Brief explanations of central terms from RPG, Java, and IBM i modernization.

Packed Decimal
A compact decimal type in RPG, commonly used for monetary values with a defined number of digits and decimal places.
BigDecimal
Java class for immutable decimal numbers with arbitrary precision. Especially important for monetary amounts and exact decimal values.
Zoned Decimal
Decimal representation in which digits are stored in zoned format. Semantically this can become a number, an amount, a code, or a formatted value.
CCSID
Coded Character Set Identifier. On IBM i critical for character set interpretation, conversion, and correct text display.
UTF-16 Code Unit
16-bit unit in Java’s character representation. A visible Unicode character may consist of one or more such units.
LocalDate
Java type representing a date without time and without timezone — for example a delivery date or birth date.
Instant
Java type representing a unique technical point on the timeline. Especially suitable for logs, events, and technical timestamps.
Record
Java language construct for compact, immutable data classes. Very practical for small Value Objects and DTOs.
Primitive Type
A built-in Java base type such as int, long, double, or boolean.
Value Object
A small business object that encapsulates a value together with its rules — for example a monetary amount, customer number, item number, or status.

Conclusion

RPG and Java can work together extremely well — but data types must be translated consciously.
The best counterpart is not always the most similar technical type, but the type that preserves business meaning.

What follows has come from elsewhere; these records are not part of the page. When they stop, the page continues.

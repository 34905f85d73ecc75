//! Checksummed message codec for the ME ECU command/telemetry protocol.
//!
//! Every message is framed with:
//! - A 2-byte magic marker ("ME")
//! - A 2-byte little-endian payload length
//! - Type, class, and command bytes
//! - The payload, then a 2-byte Fletcher-style checksum over
//!   type, class, command, and payload
//!
//! The codec is stateless. It performs no I/O of its own beyond the
//! [`MessageReader`]/[`MessageWriter`] adapters over caller-supplied streams.

pub mod checksum;
pub mod codec;
pub mod error;
pub mod header;
pub mod kind;
pub mod message;
pub mod reader;
pub mod report;
pub mod request;
pub mod writer;

pub use checksum::Checksum;
#[cfg(feature = "async")]
pub use codec::MessageCodec;
pub use codec::{
    decode_message, discard_malformed, encode_message, CodecConfig, DEFAULT_MAX_PAYLOAD,
};
pub use error::{ProtoError, Result};
pub use header::{validate, Header, MessageClass, MessageType, CHECKSUM_SIZE, HEADER_SIZE, MAGIC};
pub use kind::{command_name, resolve, MessageKind};
pub use message::{Message, MAX_PAYLOAD_LEN};
pub use reader::MessageReader;
pub use report::{
    parse_entities, parse_values, reporting_version, DataType, Entity, Reading,
    ReportingVersion, Value,
};
pub use request::HashMode;
pub use writer::MessageWriter;
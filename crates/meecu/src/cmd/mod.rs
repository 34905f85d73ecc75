use clap::{Args, Subcommand, ValueEnum};
use std::path::PathBuf;

use crate::exit::CliResult;
use crate::output::OutputFormat;

pub mod checksum;
pub mod decode;
pub mod encode;
pub mod monitor;
pub mod version;

#[derive(Subcommand, Debug)]
pub enum Command {
    /// Build a request message and print its wire form.
    Encode(EncodeArgs),
    /// Validate and describe a captured message.
    Decode(DecodeArgs),
    /// Compute the protocol checksum of raw bytes.
    Checksum(ChecksumArgs),
    /// Enable reporting on a device and print decoded values.
    Monitor(MonitorArgs),
    /// Show version information.
    Version(VersionArgs),
}

pub fn run(command: Command, format: OutputFormat) -> CliResult<i32> {
    match command {
        Command::Encode(args) => encode::run(args, format),
        Command::Decode(args) => decode::run(args, format),
        Command::Checksum(args) => checksum::run(args, format),
        Command::Monitor(args) => monitor::run(args, format),
        Command::Version(args) => version::run(args),
    }
}

#[derive(Copy, Clone, Debug, ValueEnum)]
pub enum RequestName {
    /// System / Get ECU Info.
    EcuInfo,
    /// System / Get Hash.
    Hash,
    /// Reporting / Set State.
    SetState,
    /// Reporting / Send Ack.
    Ack,
    /// Reporting / Send Report.
    Report,
}

#[derive(Copy, Clone, Debug, ValueEnum)]
pub enum HashModeArg {
    Overall,
    Detailed,
}

#[derive(Args, Debug)]
pub struct EncodeArgs {
    /// Request to build.
    pub request: RequestName,
    /// Hash scope for the `hash` request.
    #[arg(long, default_value = "detailed")]
    pub mode: HashModeArg,
    /// Build a `set-state` request that disables reporting.
    #[arg(long)]
    pub disable: bool,
}

#[derive(Args, Debug)]
pub struct DecodeArgs {
    /// Message in hexadecimal wire form.
    pub hex: String,
    /// Set State response (hex) whose entity list decodes a Send Report.
    #[arg(long, value_name = "HEX")]
    pub entities: Option<String>,
}

#[derive(Args, Debug)]
pub struct ChecksumArgs {
    /// Bytes in hexadecimal.
    pub hex: String,
}

#[derive(Args, Debug)]
pub struct MonitorArgs {
    /// Device or file to read from (`-` for stdin, read-only).
    pub path: PathBuf,
    /// Exit after printing N reports.
    #[arg(long)]
    pub count: Option<usize>,
    /// Do not acknowledge reports.
    #[arg(long)]
    pub no_ack: bool,
    /// Do not send the enable request before reading.
    #[arg(long)]
    pub no_enable: bool,
}

#[derive(Args, Debug)]
pub struct VersionArgs {
    /// Show extended build provenance.
    #[arg(long)]
    pub extended: bool,
}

For IBM i modernization this means: Packed Decimal usually belongs to BigDecimal, real dates to LocalDate, technical instants preferably to Instant, text to String with clean CCSID and Unicode awareness, and IDs with leading zeros should not automatically become numbers.
Teams that make these decisions deliberately avoid rounding errors, character-set dramas, broken keys, and unstable interfaces.